■ **Work order**
Print the lines in the listing below that fall between the line with "are reported here." and the line with "while zone.group_index as", those two lines included, exactly as they stand and with nothing else.

■ **Material for this exercise**
BEGIN

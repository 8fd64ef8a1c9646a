//! Import of decoded EXS-style instruments.
//!
//! The container itself is decoded elsewhere; this module takes its flat zone,
//! group and sample lists (also readable from JSON) and builds the canonical
//! tree. Bad zones are logged and dropped, never fatal.

use serde::{Deserialize, Serialize};

use crate::error::Result;
use crate::model::{CrossfadeShape, Group, Instrument, Properties, Region, SeqMode, Volume};
use crate::ui;

/// Group index of zones that belong to no group.
pub const UNGROUPED: i32 = -1;
/// Highest group index accepted before a zone is considered corrupt.
pub const MAX_GROUP_INDEX: i32 = 100;
/// Envelope attack given to every imported group, in seconds.
pub const DEFAULT_GROUP_ATTACK: f64 = 0.001;
/// Provisional crossfade conversion, assuming 48 kHz material.
pub const PROVISIONAL_SAMPLES_PER_MS: f64 = 48.0;

#[derive(Debug, Clone, PartialEq, Serialize, Deserialize)]
#[serde(default, rename_all = "camelCase")]
pub struct ExsZone {
    pub name: String,
    pub group_index: i32,
    pub sample_index: i32,
    /// Root key.
    pub key: i32,
    pub key_low: i32,
    pub key_high: i32,
    /// Whether the zone tracks the keyboard pitch.
    pub pitch: bool,
    /// Semitones.
    pub coarse_tuning: i32,
    /// Cents.
    pub fine_tuning: i32,
    pub pan: i32,
    /// Decibels.
    pub volume: i32,
    pub sample_start: i64,
    /// Exclusive; 0 means the whole file.
    pub sample_end: i64,
    pub loop_enabled: bool,
    pub loop_start: i64,
    /// Exclusive.
    pub loop_end: i64,
    pub loop_crossfade_ms: i32,
    pub loop_equal_power: bool,
    pub velocity_range_on: bool,
    pub lo_vel: i32,
    pub hi_vel: i32,
    pub seq_number: i32,
}

impl Default for ExsZone {
    fn default() -> Self {
        Self {
            name: String::new(),
            group_index: UNGROUPED,
            sample_index: 0,
            key: 60,
            key_low: 0,
            key_high: 127,
            pitch: true,
            coarse_tuning: 0,
            fine_tuning: 0,
            pan: 0,
            volume: 0,
            sample_start: 0,
            sample_end: 0,
            loop_enabled: false,
            loop_start: 0,
            loop_end: 0,
            loop_crossfade_ms: 0,
            loop_equal_power: false,
            velocity_range_on: false,
            lo_vel: 0,
            hi_vel: 127,
            seq_number: 0,
        }
    }
}

#[derive(Debug, Clone, Default, PartialEq, Serialize, Deserialize)]
#[serde(default, rename_all = "camelCase")]
pub struct ExsGroup {
    pub name: String,
    pub pan: i32,
    pub volume: i32,
    pub seq_number: i32,
}

#[derive(Debug, Clone, Default, PartialEq, Serialize, Deserialize)]
#[serde(default, rename_all = "camelCase")]
pub struct ExsSample {
    pub file_name: String,
}

#[derive(Debug, Clone, Default, PartialEq, Serialize, Deserialize)]
#[serde(default)]
pub struct ExsInstrument {
    pub zones: Vec<ExsZone>,
    pub groups: Vec<ExsGroup>,
    pub samples: Vec<ExsSample>,
}

impl ExsInstrument {
    pub fn from_json(json: &str) -> Result<Self> {
        Ok(serde_json::from_str(json)?)
    }
}

/// Build the canonical tree from a decoded instrument.
pub fn import_exs(source: &ExsInstrument, generic_ui: bool) -> Instrument {
    let groups = normalize_groups(source);

    let mut instrument = Instrument::new();
    if generic_ui {
        instrument.effects = Some(ui::generic_effects());
        instrument.ui = Some(ui::generic_ui());
    }

    let mut highest_seq = 0i64;
    for group_index in UNGROUPED..groups.len() as i32 {
        let exs_group = usize::try_from(group_index)
            .ok()
            .and_then(|i| groups.get(i))
            .cloned()
            .unwrap_or_default();

        let mut props = Properties {
            attack: Some(DEFAULT_GROUP_ATTACK),
            ..Default::default()
        };
        if !exs_group.name.is_empty() {
            props.name = Some(exs_group.name.clone());
        }
        if exs_group.pan != 0 {
            props.pan = Some(f64::from(exs_group.pan));
        }
        if exs_group.volume != 0 {
            props.volume = Some(Volume::Decibels(f64::from(exs_group.volume)));
        }
        if exs_group.seq_number != 0 {
            let seq = i64::from(exs_group.seq_number);
            props.seq_position = Some(seq);
            highest_seq = highest_seq.max(seq);
        }

        let regions: Vec<Region> = source
            .zones
            .iter()
            .filter(|zone| zone.group_index == group_index)
            .filter_map(|zone| zone_to_region(zone, source, &mut highest_seq))
            .collect();

        if regions.is_empty() {
            if group_index != UNGROUPED {
                log::warn!(
                    "Discarding group {} ('{}'): it has no playable zones",
                    group_index,
                    exs_group.name
                );
            }
            continue;
        }
        instrument.groups.push(Group { props, regions });
    }

    apply_sequence_length(&mut instrument, highest_seq);
    log::debug!("Imported EXS instrument: {}", instrument.info());
    instrument
}

/// Source groups extended with placeholders for every group index a zone
/// refers to. Zones with unusable indices are reported here.
fn normalize_groups(source: &ExsInstrument) -> Vec<ExsGroup> {
    let mut groups = source.groups.clone();
    for zone in &source.zones {
        if zone.group_index < 0 {
            continue;
        }
        if zone.group_index > MAX_GROUP_INDEX {
            log::warn!(
                "Zone '{}' has group index {} (above {}); this file may not be supported, \
                 skipping zone",
                zone.name,
                zone.group_index,
                MAX_GROUP_INDEX
            );
            continue;
        }
        while zone.group_index as usize >= groups.len() {
            let name = format!("unknown group {}", groups.len());
            groups.push(ExsGroup {
                name,
                ..Default::default()
            });
        }
    }
    groups
}

fn zone_to_region(zone: &ExsZone, source: &ExsInstrument, highest_seq: &mut i64) -> Option<Region> {
    let sample = match usize::try_from(zone.sample_index)
        .ok()
        .and_then(|i| source.samples.get(i))
    {
        Some(sample) => sample,
        None => {
            log::warn!(
                "Zone '{}' refers to sample {} which does not exist, skipping zone",
                zone.name,
                zone.sample_index
            );
            return None;
        }
    };

    let mut props = Properties {
        path: Some(sample.file_name.clone()),
        name: Some(zone.name.clone()),
        root_note: Some(zone.key),
        lo_note: Some(zone.key_low),
        hi_note: Some(zone.key_high),
        lo_vel: Some(if zone.velocity_range_on { zone.lo_vel } else { 0 }),
        hi_vel: Some(if zone.velocity_range_on { zone.hi_vel } else { 127 }),
        ..Default::default()
    };
    if !zone.pitch {
        props.pitch_key_track = Some(0.0);
    }

    let tuning = f64::from(zone.coarse_tuning) + f64::from(zone.fine_tuning) / 100.0;
    if tuning != 0.0 {
        props.tuning = Some(tuning);
    }
    if zone.pan != 0 {
        props.pan = Some(f64::from(zone.pan));
    }
    if zone.volume != 0 {
        props.volume = Some(Volume::Decibels(f64::from(zone.volume)));
    }
    if zone.sample_start != 0 {
        props.start = Some(zone.sample_start);
    }
    if zone.sample_end != 0 {
        props.end = Some(zone.sample_end - 1);
    }

    if zone.loop_enabled {
        props.loop_enabled = Some(true);
        props.loop_start = Some(zone.loop_start);
        props.loop_end = Some(if zone.loop_end > 0 { zone.loop_end - 1 } else { 0 });
        if zone.loop_crossfade_ms != 0 {
            let ms = f64::from(zone.loop_crossfade_ms);
            props.loop_crossfade_ms = Some(ms);
            props.loop_crossfade = Some((PROVISIONAL_SAMPLES_PER_MS * ms) as i64);
        }
        props.loop_crossfade_mode = Some(if zone.loop_equal_power {
            CrossfadeShape::EqualPower
        } else {
            CrossfadeShape::Linear
        });
    }

    if zone.seq_number != 0 {
        let seq = i64::from(zone.seq_number);
        props.seq_position = Some(seq);
        *highest_seq = (*highest_seq).max(seq);
    }

    Some(Region { props })
}

fn apply_sequence_length(instrument: &mut Instrument, highest_seq: i64) {
    let stamp = |props: &mut Properties| {
        if props.seq_position.is_some() {
            props.seq_length = Some(highest_seq);
            props.seq_mode = Some(SeqMode::RoundRobin);
        }
    };
    for group in &mut instrument.groups {
        stamp(&mut group.props);
        for region in &mut group.regions {
            stamp(&mut region.props);
        }
    }
}

#[cfg(test)]
mod tests {
    use super::*;

    fn sample(name: &str) -> ExsSample {
        ExsSample {
            file_name: name.to_string(),
        }
    }

    fn zone(group_index: i32, sample_index: i32) -> ExsZone {
        ExsZone {
            name: format!("zone {}", sample_index),
            group_index,
            sample_index,
            ..Default::default()
        }
    }

    #[test]
    fn test_group_overflow_creates_placeholders() {
        let source = ExsInstrument {
            zones: vec![zone(5, 0)],
            groups: vec![
                ExsGroup {
                    name: "A".to_string(),
                    ..Default::default()
                },
                ExsGroup {
                    name: "B".to_string(),
                    ..Default::default()
                },
            ],
            samples: vec![sample("C4.wav")],
        };

        let names: Vec<_> = normalize_groups(&source).into_iter().map(|g| g.name).collect();
        assert_eq!(
            names,
            vec![
                "A",
                "B",
                "unknown group 2",
                "unknown group 3",
                "unknown group 4",
                "unknown group 5"
            ]
        );

        let instrument = import_exs(&source, false);
        assert_eq!(instrument.groups.len(), 1);
        assert_eq!(instrument.groups[0].props.name.as_deref(), Some("unknown group 5"));
        assert_eq!(instrument.groups[0].regions.len(), 1);
    }

    #[test]
    fn test_bad_zones_are_dropped() {
        let source = ExsInstrument {
            zones: vec![zone(101, 0), zone(-7, 0), zone(0, 3), zone(0, 0)],
            groups: vec![ExsGroup::default()],
            samples: vec![sample("a.wav")],
        };
        let instrument = import_exs(&source, false);
        assert_eq!(instrument.num_regions(), 1);
        assert_eq!(instrument.groups.len(), 1);
    }

    #[test]
    fn test_ungrouped_zones_come_first() {
        let source = ExsInstrument {
            zones: vec![zone(0, 0), zone(UNGROUPED, 1)],
            groups: vec![ExsGroup {
                name: "Real".to_string(),
                volume: -3,
                ..Default::default()
            }],
            samples: vec![sample("a.wav"), sample("b.wav")],
        };
        let instrument = import_exs(&source, true);
        assert!(instrument.effects.is_some());
        assert!(instrument.ui.is_some());

        assert_eq!(instrument.groups.len(), 2);
        assert_eq!(instrument.groups[0].props.name, None);
        assert_eq!(instrument.groups[0].regions[0].props.path.as_deref(), Some("b.wav"));
        assert_eq!(instrument.groups[1].props.name.as_deref(), Some("Real"));
        assert_eq!(instrument.groups[1].props.volume, Some(Volume::Decibels(-3.0)));
        for group in &instrument.groups {
            assert_eq!(group.props.attack, Some(DEFAULT_GROUP_ATTACK));
        }
    }

    #[test]
    fn test_zone_field_mapping() {
        let source = ExsInstrument {
            zones: vec![ExsZone {
                name: "Pad C3".to_string(),
                group_index: 0,
                key: 48,
                key_low: 45,
                key_high: 50,
                pitch: false,
                coarse_tuning: -1,
                fine_tuning: 25,
                sample_start: 100,
                sample_end: 44100,
                loop_enabled: true,
                loop_start: 2000,
                loop_end: 40000,
                loop_crossfade_ms: 10,
                loop_equal_power: true,
                ..Default::default()
            }],
            groups: vec![ExsGroup::default()],
            samples: vec![sample("pad.wav")],
        };
        let instrument = import_exs(&source, false);
        let props = &instrument.groups[0].regions[0].props;

        assert_eq!(props.root_note, Some(48));
        assert_eq!(props.lo_note, Some(45));
        assert_eq!(props.hi_note, Some(50));
        assert_eq!(props.lo_vel, Some(0));
        assert_eq!(props.hi_vel, Some(127));
        assert_eq!(props.pitch_key_track, Some(0.0));
        assert_eq!(props.tuning, Some(-0.75));
        assert_eq!(props.start, Some(100));
        assert_eq!(props.end, Some(44099));
        assert_eq!(props.loop_enabled, Some(true));
        assert_eq!(props.loop_start, Some(2000));
        assert_eq!(props.loop_end, Some(39999));
        assert_eq!(props.loop_crossfade_ms, Some(10.0));
        assert_eq!(props.loop_crossfade, Some(480));
        assert_eq!(props.loop_crossfade_mode, Some(CrossfadeShape::EqualPower));
    }

    #[test]
    fn test_sequence_post_pass() {
        let mut second = zone(0, 1);
        second.seq_number = 2;
        let source = ExsInstrument {
            zones: vec![zone(0, 0), second, zone(1, 0)],
            groups: vec![
                ExsGroup::default(),
                ExsGroup {
                    seq_number: 3,
                    ..Default::default()
                },
            ],
            samples: vec![sample("a.wav"), sample("b.wav")],
        };
        let instrument = import_exs(&source, false);

        let first_group = &instrument.groups[0];
        assert_eq!(first_group.props.seq_length, None);
        assert_eq!(first_group.regions[0].props.seq_mode, None);
        assert_eq!(first_group.regions[1].props.seq_position, Some(2));
        assert_eq!(first_group.regions[1].props.seq_length, Some(3));

        let second_group = &instrument.groups[1];
        assert_eq!(second_group.props.seq_position, Some(3));
        assert_eq!(second_group.props.seq_length, Some(3));
        assert_eq!(second_group.props.seq_mode, Some(SeqMode::RoundRobin));
    }

    #[test]
    fn test_from_json_uses_defaults() {
        let json = r#"{
            "zones": [{ "name": "Kick", "groupIndex": 0, "sampleIndex": 0, "key": 36 }],
            "groups": [{ "name": "Drums" }],
            "samples": [{ "fileName": "kick.wav" }]
        }"#;
        let source = ExsInstrument::from_json(json).unwrap();
        assert_eq!(source.zones[0].key_high, 127);
        assert!(source.zones[0].pitch);

        let instrument = import_exs(&source, false);
        assert_eq!(instrument.groups[0].regions[0].props.root_note, Some(36));
    }
}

END

■ **Problem solution**
/// refers to. Zones with unusable indices are reported here.
fn normalize_groups(source: &ExsInstrument) -> Vec<ExsGroup> {
    let mut groups = source.groups.clone();
    for zone in &source.zones {
        if zone.group_index < 0 {
            continue;
        }
        if zone.group_index > MAX_GROUP_INDEX {
            log::warn!(
                "Zone '{}' has group index {} (above {}); this file may not be supported, \
                 skipping zone",
                zone.name,
                zone.group_index,
                MAX_GROUP_INDEX
            );
            continue;
        }
        while zone.group_index as usize >= groups.len() {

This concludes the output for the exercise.